Due partly to favorable foreign exchange movements, sales from Sprint Corp. (NYSE: S) rose 4.2%, to about JPY910 billion ($8.2 billion), while adjusted EBITDA was up 18.5%, to JPY322 billion ($2.9 billion).
The update comes amid speculation that SoftBank Corp. is trying to negotiate a merger between Sprint and either cable giant Charter Communications Inc. or mobile rival T-Mobile US Inc. , which was the subject of an abortive takeover attempt by Sprint in 2014. (See Sprint's CEO Expects M&A-Related Announcement 'Soon'.)
Any deal, it is hoped, would give Sprint the muscle to compete more vigorously against market leaders AT&T Inc. (NYSE: T) and Verizon Communications Inc. (NYSE: VZ), but could face opposition from US competition and regulatory authorities concerned about the impact on competition.
SoftBank also booked a huge gain in operating income, which rose 50.1%, to JPY479 billion ($4.3 billion), after including operating income from its Vision Fund in overall figures.
SoftBank announced the establishment of the $100 billion private equity fund back in May in partnership with Saudi Arabia's sovereign wealth arm and several other high-profile investors, including the United Arab Emirates' Mubadala Investment Company, Apple Inc. (Nasdaq: AAPL), Foxconn Electronics Inc. and Qualcomm Inc. (Nasdaq: QCOM). (See SoftBank Seeks Another $7B in Plan for World Tech Domination – Report.)
While the Vision Fund had not made any investments by the end of the first quarter, a valuation gain was recognized from some investments that SoftBank is transferring to the private equity vehicle.
SoftBank's net income took a big hit, however, tumbling 88.8%, to just JPY30.5 billion ($280 million), because of derivative losses linked to its investment in Chinese ecommerce giant Alibaba Group .
For the first time, SoftBank also recorded first-quarter results from UK chip company ARM, which accounted for about JPY47 billion (420 million) in sales but made a segment loss of JPY6.9 billion ($60 million). (See SoftBank Muscles In on ARM in $32B Deal.)
ARM Ltd. provides designs for the smartphone processors used in many of the world's most popular handsets, but SoftBank believes the company could play a pivotal role in the future "Internet of Things" given its expertise at designing low-power technology.

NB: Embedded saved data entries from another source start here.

use chrono::{DateTime, Utc};
use serde::{Deserialize, Serialize};
use std::collections::{BTreeMap, HashMap};
use std::time::Duration;
use uuid::Uuid;

use crate::role::AgentRole;

/// Context key holding the outputs of a task's dependencies.
pub const CONTEXT_DEP_RESULTS: &str = "dep_results";
/// Context key holding prior conversation turns to replay.
pub const CONTEXT_HISTORY: &str = "conversation_history";

/// Default task priority (1 = most urgent, 10 = least).
pub const DEFAULT_PRIORITY: u8 = 5;

/// A unit of work handed to exactly one worker.
#[derive(Debug, Clone, Serialize, Deserialize)]
pub struct Task {
    /// Task id; plan ids (`"t1"`) or generated UUIDs.
    pub id: String,
    /// The instruction text.
    pub content: String,
    /// Free-form context (dependency outputs, conversation history, ...).
    #[serde(default)]
    pub context: HashMap<String, serde_json::Value>,
    /// The task this one was derived from, if any.
    #[serde(default)]
    pub parent_task_id: Option<String>,
    /// Scheduling hint carried from the plan.
    #[serde(default = "default_priority")]
    pub priority: u8,
    /// Creation time.
    pub created_at: DateTime<Utc>,
}

fn default_priority() -> u8 {
    DEFAULT_PRIORITY
}

impl Task {
    /// A task with a fresh UUID id.
    pub fn new(content: impl Into<String>) -> Self {
        Self::with_id(Uuid::new_v4().to_string(), content)
    }

    /// A task with a caller-chosen id.
    pub fn with_id(id: impl Into<String>, content: impl Into<String>) -> Self {
        Self {
            id: id.into(),
            content: content.into(),
            context: HashMap::new(),
            parent_task_id: None,
            priority: DEFAULT_PRIORITY,
            created_at: Utc::now(),
        }
    }

    /// Sets the parent task id.
    pub fn with_parent(mut self, parent: impl Into<String>) -> Self {
        self.parent_task_id = Some(parent.into());
        self
    }

    /// Sets the priority, clamped to `1..=10`.
    pub fn with_priority(mut self, priority: u8) -> Self {
        self.priority = priority.clamp(1, 10);
        self
    }

    /// Inserts an arbitrary context value.
    pub fn with_context(mut self, key: impl Into<String>, value: serde_json::Value) -> Self {
        self.context.insert(key.into(), value);
        self
    }

    /// Attaches dependency outputs keyed by dependency task id.
    pub fn with_dependency_outputs(self, outputs: BTreeMap<String, String>) -> Self {
        let map: serde_json::Map<String, serde_json::Value> = outputs
            .into_iter()
            .map(|(k, v)| (k, serde_json::Value::String(v)))
            .collect();
        self.with_context(CONTEXT_DEP_RESULTS, serde_json::Value::Object(map))
    }

    /// Dependency outputs attached with [`Task::with_dependency_outputs`], sorted by id.
    pub fn dependency_outputs(&self) -> Vec<(String, String)> {
        let Some(serde_json::Value::Object(map)) = self.context.get(CONTEXT_DEP_RESULTS) else {
            return Vec::new();
        };
        let mut out: Vec<(String, String)> = map
            .iter()
            .map(|(k, v)| {
                let text = match v {
                    serde_json::Value::String(s) => s.clone(),
                    other => other.to_string(),
                };
                (k.clone(), text)
            })
            .collect();
        out.sort_by(|a, b| a.0.cmp(&b.0));
        out
    }
}

/// Token counts reported by a backend.
#[derive(Debug, Clone, Copy, Default, PartialEq, Eq, Serialize, Deserialize)]
pub struct TokenUsage {
    /// Prompt tokens.
    pub input_tokens: u64,
    /// Completion tokens.
    pub output_tokens: u64,
}

impl TokenUsage {
    /// Prompt plus completion tokens.
    pub fn total(&self) -> u64 {
        self.input_tokens + self.output_tokens
    }

    /// Adds another usage record to this one.
    pub fn add(&mut self, other: TokenUsage) {
        self.input_tokens += other.input_tokens;
        self.output_tokens += other.output_tokens;
    }
}

/// The outcome of one task, produced by exactly one worker.
#[derive(Debug, Clone, Serialize, Deserialize)]
pub struct TaskResult {
    /// Id of the task this result answers.
    pub task_id: String,
    /// Id of the worker that produced it.
    pub agent_id: String,
    /// Role of that worker.
    pub role: AgentRole,
    /// Final text output (empty on failure).
    pub output: String,
    /// Whether the task succeeded.
    pub success: bool,
    /// Failure description when `success` is false.
    #[serde(default)]
    pub error: Option<String>,
    /// Wall-clock duration in milliseconds.
    pub duration_ms: u64,
    /// Total tokens consumed.
    pub tokens_used: u64,
    /// When the result was produced.
    pub timestamp: DateTime<Utc>,
}

impl TaskResult {
    /// A successful result.
    pub fn success(
        task_id: impl Into<String>,
        agent_id: impl Into<String>,
        role: AgentRole,
        output: impl Into<String>,
        duration: Duration,
        tokens_used: u64,
    ) -> Self {
        Self {
            task_id: task_id.into(),
            agent_id: agent_id.into(),
            role,
            output: output.into(),
            success: true,
            error: None,
            duration_ms: duration.as_millis() as u64,
            tokens_used,
            timestamp: Utc::now(),
        }
    }

    /// A failed result carrying `error`.
    pub fn failure(
        task_id: impl Into<String>,
        agent_id: impl Into<String>,
        role: AgentRole,
        error: impl Into<String>,
        duration: Duration,
        tokens_used: u64,
    ) -> Self {
        Self {
            task_id: task_id.into(),
            agent_id: agent_id.into(),
            role,
            output: String::new(),
            success: false,
            error: Some(error.into()),
            duration_ms: duration.as_millis() as u64,
            tokens_used,
            timestamp: Utc::now(),
        }
    }

    /// Text handed to dependents: the output, or `FAILED: <error>`.
    pub fn context_text(&self) -> String {
        if self.success {
            self.output.clone()
        } else {
            format!("FAILED: {}", self.error.as_deref().unwrap_or("unknown error"))
        }
    }

    /// Duration in seconds.
    pub fn duration_secs(&self) -> f64 {
        self.duration_ms as f64 / 1000.0
    }
}

/// Lifecycle status of a worker.
///
/// `Idle → Thinking → Executing → {Done | Failed}`, with `Waiting` for a
/// worker blocked on a concurrency slot or a dependency.
#[derive(Debug, Clone, Copy, PartialEq, Eq, Hash, Serialize, Deserialize)]
#[serde(rename_all = "lowercase")]
pub enum AgentStatus {
    /// Ready for new work.
    Idle,
    /// Preparing the request.
    Thinking,
    /// Running the agentic loop.
    Executing,
    /// Blocked, not yet started.
    Waiting,
    /// Finished successfully.
    Done,
    /// Finished with an error.
    Failed,
}

impl AgentStatus {
    /// Whether moving from `self` to `next` is a legal transition.
    ///
    /// Any status may reset to `Idle`.
    pub fn can_transition_to(self, next: AgentStatus) -> bool {
        use AgentStatus::*;
        matches!(
            (self, next),
            (_, Idle)
                | (Idle, Thinking)
                | (Idle, Waiting)
                | (Waiting, Thinking)
                | (Waiting, Failed)
                | (Thinking, Executing)
                | (Thinking, Failed)
                | (Executing, Done)
                | (Executing, Failed)
        )
    }

    /// `Done` or `Failed`.
    pub fn is_terminal(self) -> bool {
        matches!(self, AgentStatus::Done | AgentStatus::Failed)
    }
}

impl std::fmt::Display for AgentStatus {
    fn fmt(&self, f: &mut std::fmt::Formatter<'_>) -> std::fmt::Result {
        match self {
            AgentStatus::Idle => write!(f, "idle"),
            AgentStatus::Thinking => write!(f, "thinking"),
            AgentStatus::Executing => write!(f, "executing"),
            AgentStatus::Waiting => write!(f, "waiting"),
            AgentStatus::Done => write!(f, "done"),
            AgentStatus::Failed => write!(f, "failed"),
        }
    }
}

In a statement, SoftBank said that ARM's employee numbers had grown by 330 in the first quarter, or by 6.8% compared with the end of the previous fiscal year, as it works on strengthening its R&D capability.
SoftBank's domestic telecom business, which accounts for more than a third of overall sales, saw revenues dip by 0.8%, to JPY756 billion ($6.8 billion), and adjusted EBITDA fall 6.2%, to JPY329 billion ($3 billion).
The operator blamed some promotional activity for a decline at its mobile business but flagged healthy growth in broadband revenues thanks to interest in fiber-based service offerings.
SoftBank said it was not providing a forecast for the fiscal year because of "numerous uncertainties affecting earnings."
The company's share price closed up 2.38% in Tokyo earlier today, with headline results beating analyst expectations.